Positive Emotionen in Bezug auf das Auto sind, insbesondere autoaffinen Personen, nicht unbekannt. Gerade durch hohe Geschwindigkeiten wird im Körper das Stresshormon Adrenalin freigesetzt und gleichzeitig Endorphin im Gehirn ausgeschüttet. Durch die Kombination dieser beiden empfindet der Mensch Aufregung und Glücksgefühl. [10] Ein Gefühl, dass man sonst auch zum Beispiel von Achterbahnfahrten kennt.

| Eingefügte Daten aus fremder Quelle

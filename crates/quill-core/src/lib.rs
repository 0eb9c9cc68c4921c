//! # Quill Core
//!
//! The domain layer of the Quill blogging backend.
//! This crate contains pure business logic with zero infrastructure dependencies.

pub mod domain;
pub mod error;
pub mod ports;

pub use error::{DomainError, RepoError};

Auch Angst ist eine Emotion die im Straßenverkehr vorkommt. Die stärkste Form dieser Angst ist die Fahrangst, wissenschaftlich heißt sie Amaxophobie. Sie bezeichnet eine schwere Angst der Fahrer, manchmal auch der Beifahrer, beim Autofahren. Dabei geht es hauptsächlich um die Angst vor möglichen Verkehrsunfällen oder den Verlust über die Kontrolle des Fahrzeugs. [11] Die Fahrangst gehört laut Wissenschaftler am Universitätsklinikum Münster und an der Universität Würzburg zu einer der drei häufigsten Phobien. [12]
Der Verkehrspsychologe Christian Maag hat 2005 in einer wissenschaftlichen Arbeit das Phänomen der Wut im Verkehr genauer untersucht. Dabei hat er Besonderheiten im Straßenverkehr in unserer Emotionalität festgestellt, die wir so sonst nicht von der Gesellschaft kennen.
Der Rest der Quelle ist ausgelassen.